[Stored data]
==========

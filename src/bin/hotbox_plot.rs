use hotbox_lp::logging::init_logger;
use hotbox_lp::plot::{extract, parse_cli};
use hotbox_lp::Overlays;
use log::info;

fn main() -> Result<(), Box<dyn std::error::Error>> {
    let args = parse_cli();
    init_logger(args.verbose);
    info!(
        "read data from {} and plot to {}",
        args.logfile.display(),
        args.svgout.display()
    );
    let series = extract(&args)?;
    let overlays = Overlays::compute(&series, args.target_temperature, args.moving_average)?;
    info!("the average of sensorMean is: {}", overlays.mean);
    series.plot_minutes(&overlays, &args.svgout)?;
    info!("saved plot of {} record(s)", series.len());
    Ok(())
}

==========

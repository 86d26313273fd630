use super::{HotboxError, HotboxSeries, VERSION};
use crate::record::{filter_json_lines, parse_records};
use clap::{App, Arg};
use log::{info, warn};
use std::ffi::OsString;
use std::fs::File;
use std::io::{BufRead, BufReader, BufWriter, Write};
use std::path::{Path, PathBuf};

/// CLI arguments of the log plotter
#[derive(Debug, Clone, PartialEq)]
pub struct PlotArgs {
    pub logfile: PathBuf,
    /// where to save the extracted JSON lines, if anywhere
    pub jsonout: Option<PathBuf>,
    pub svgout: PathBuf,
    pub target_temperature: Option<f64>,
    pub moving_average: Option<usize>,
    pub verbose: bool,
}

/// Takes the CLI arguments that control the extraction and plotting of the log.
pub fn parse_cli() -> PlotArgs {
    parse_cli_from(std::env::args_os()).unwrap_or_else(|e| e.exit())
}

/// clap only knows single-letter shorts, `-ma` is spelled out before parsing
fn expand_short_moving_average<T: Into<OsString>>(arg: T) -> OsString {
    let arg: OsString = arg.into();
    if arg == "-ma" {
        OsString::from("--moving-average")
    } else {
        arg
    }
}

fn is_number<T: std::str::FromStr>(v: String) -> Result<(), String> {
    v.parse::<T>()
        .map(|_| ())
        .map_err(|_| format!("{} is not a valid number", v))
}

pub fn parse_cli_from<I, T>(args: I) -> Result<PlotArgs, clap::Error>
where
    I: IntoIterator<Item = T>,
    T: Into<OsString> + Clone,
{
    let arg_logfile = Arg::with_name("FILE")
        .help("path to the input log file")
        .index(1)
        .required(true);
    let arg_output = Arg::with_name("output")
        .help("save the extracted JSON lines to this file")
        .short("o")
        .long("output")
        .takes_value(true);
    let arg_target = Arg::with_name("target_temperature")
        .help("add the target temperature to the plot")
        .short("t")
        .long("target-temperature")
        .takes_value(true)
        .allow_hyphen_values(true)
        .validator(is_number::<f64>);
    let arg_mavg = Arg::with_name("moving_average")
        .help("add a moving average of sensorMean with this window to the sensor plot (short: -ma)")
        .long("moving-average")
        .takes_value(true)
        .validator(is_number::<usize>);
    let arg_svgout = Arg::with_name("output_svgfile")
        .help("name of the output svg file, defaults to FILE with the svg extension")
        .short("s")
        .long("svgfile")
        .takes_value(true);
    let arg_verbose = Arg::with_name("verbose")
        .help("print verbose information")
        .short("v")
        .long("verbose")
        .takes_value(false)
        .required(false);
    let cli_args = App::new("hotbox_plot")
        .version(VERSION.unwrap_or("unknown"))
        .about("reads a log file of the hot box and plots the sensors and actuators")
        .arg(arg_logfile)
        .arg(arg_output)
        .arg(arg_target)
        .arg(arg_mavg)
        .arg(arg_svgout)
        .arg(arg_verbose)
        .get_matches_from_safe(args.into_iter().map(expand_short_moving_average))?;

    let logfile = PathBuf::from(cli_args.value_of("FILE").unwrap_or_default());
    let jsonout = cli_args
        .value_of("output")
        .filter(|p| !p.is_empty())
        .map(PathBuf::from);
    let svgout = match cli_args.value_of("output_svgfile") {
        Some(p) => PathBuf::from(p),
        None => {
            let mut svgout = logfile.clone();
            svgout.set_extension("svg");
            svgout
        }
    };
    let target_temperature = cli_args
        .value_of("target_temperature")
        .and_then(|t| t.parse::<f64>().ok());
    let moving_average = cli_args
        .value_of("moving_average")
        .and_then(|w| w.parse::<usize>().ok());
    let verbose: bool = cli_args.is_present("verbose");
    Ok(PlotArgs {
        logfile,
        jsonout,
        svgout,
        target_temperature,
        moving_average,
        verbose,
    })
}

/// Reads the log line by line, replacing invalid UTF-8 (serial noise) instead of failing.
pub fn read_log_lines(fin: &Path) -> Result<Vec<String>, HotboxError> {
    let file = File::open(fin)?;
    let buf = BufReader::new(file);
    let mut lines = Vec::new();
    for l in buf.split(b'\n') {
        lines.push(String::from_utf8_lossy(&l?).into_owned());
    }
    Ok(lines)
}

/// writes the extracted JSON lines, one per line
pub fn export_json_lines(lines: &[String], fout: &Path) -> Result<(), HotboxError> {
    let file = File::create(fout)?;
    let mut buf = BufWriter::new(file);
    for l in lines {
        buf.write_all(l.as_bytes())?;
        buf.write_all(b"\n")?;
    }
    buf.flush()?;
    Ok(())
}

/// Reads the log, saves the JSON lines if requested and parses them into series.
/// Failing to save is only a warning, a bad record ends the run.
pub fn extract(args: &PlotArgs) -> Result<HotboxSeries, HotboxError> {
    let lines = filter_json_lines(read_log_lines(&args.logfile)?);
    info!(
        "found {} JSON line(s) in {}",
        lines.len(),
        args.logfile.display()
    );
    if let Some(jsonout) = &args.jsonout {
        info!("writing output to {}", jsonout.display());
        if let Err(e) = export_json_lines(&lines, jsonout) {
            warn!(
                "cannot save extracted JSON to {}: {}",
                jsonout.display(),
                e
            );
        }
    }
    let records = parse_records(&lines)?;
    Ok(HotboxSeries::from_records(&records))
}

==========

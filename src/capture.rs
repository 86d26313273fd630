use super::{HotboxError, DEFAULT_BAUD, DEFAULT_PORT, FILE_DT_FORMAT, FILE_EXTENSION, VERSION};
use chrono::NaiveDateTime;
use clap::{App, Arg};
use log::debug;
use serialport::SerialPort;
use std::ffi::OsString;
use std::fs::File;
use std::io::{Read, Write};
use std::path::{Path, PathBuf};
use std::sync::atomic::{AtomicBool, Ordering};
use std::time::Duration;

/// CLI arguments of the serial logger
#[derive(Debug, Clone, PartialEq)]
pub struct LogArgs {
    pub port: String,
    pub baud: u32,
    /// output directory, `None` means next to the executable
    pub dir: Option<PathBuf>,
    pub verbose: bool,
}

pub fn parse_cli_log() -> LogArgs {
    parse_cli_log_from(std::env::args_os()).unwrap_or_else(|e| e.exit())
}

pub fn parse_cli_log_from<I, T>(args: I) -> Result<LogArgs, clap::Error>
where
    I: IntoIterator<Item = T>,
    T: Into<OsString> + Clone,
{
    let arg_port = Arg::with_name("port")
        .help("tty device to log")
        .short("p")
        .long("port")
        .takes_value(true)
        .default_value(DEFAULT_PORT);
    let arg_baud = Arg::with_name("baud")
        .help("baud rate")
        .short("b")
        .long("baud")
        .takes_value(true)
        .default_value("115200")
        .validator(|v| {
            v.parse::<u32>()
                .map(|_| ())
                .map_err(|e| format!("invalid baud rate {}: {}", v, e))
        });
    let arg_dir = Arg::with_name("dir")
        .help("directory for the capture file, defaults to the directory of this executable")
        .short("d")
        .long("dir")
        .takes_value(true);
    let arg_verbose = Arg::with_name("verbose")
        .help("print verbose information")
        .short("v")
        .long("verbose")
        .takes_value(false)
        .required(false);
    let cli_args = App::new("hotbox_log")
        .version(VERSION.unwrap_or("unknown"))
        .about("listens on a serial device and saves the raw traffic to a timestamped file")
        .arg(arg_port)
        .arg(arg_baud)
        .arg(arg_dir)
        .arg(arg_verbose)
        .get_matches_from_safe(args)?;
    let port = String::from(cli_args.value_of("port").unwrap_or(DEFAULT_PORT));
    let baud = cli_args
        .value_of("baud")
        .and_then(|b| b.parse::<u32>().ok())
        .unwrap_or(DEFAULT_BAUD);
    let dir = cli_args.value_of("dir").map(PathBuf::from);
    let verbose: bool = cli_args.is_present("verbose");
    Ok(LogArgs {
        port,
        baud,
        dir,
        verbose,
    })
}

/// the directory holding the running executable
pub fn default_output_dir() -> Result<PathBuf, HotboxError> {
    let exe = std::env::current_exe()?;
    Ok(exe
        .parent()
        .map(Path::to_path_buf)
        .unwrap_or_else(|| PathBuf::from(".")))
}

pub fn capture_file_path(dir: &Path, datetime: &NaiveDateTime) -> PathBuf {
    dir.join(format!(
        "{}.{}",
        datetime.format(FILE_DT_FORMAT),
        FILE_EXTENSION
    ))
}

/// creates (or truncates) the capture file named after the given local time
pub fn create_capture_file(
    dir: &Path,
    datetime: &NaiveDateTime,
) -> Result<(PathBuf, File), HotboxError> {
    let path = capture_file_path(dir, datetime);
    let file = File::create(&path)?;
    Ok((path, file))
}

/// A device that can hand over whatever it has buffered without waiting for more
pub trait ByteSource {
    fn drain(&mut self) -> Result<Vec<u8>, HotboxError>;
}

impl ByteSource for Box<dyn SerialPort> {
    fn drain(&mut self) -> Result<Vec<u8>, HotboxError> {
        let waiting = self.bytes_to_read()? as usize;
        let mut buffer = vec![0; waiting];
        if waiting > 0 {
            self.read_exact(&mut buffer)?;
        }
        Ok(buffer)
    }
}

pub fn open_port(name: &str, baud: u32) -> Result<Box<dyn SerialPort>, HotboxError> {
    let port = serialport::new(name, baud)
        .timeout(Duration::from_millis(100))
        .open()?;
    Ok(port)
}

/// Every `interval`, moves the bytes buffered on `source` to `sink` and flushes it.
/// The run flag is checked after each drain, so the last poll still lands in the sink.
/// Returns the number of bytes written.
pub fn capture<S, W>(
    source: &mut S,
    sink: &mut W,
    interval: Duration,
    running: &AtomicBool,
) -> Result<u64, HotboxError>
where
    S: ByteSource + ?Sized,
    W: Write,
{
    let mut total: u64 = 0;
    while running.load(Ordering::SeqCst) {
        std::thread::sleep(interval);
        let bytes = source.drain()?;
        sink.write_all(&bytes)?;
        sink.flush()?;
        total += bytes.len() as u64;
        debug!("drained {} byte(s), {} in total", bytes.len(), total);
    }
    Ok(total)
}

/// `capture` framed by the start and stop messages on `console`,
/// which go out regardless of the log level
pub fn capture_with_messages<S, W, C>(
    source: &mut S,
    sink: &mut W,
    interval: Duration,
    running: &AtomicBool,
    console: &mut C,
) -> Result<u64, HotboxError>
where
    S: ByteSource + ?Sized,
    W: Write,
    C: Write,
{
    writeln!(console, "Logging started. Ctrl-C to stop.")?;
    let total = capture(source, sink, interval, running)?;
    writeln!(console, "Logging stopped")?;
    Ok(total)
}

==========

▶ **ACTION ITEM**
Pull out every line of the records that includes the string "saves".

▶ **PROBLEM SOLUTION**
/// Reads the log, saves the JSON lines if requested and parses them into series.
        .about("listens on a serial device and saves the raw traffic to a timestamped file")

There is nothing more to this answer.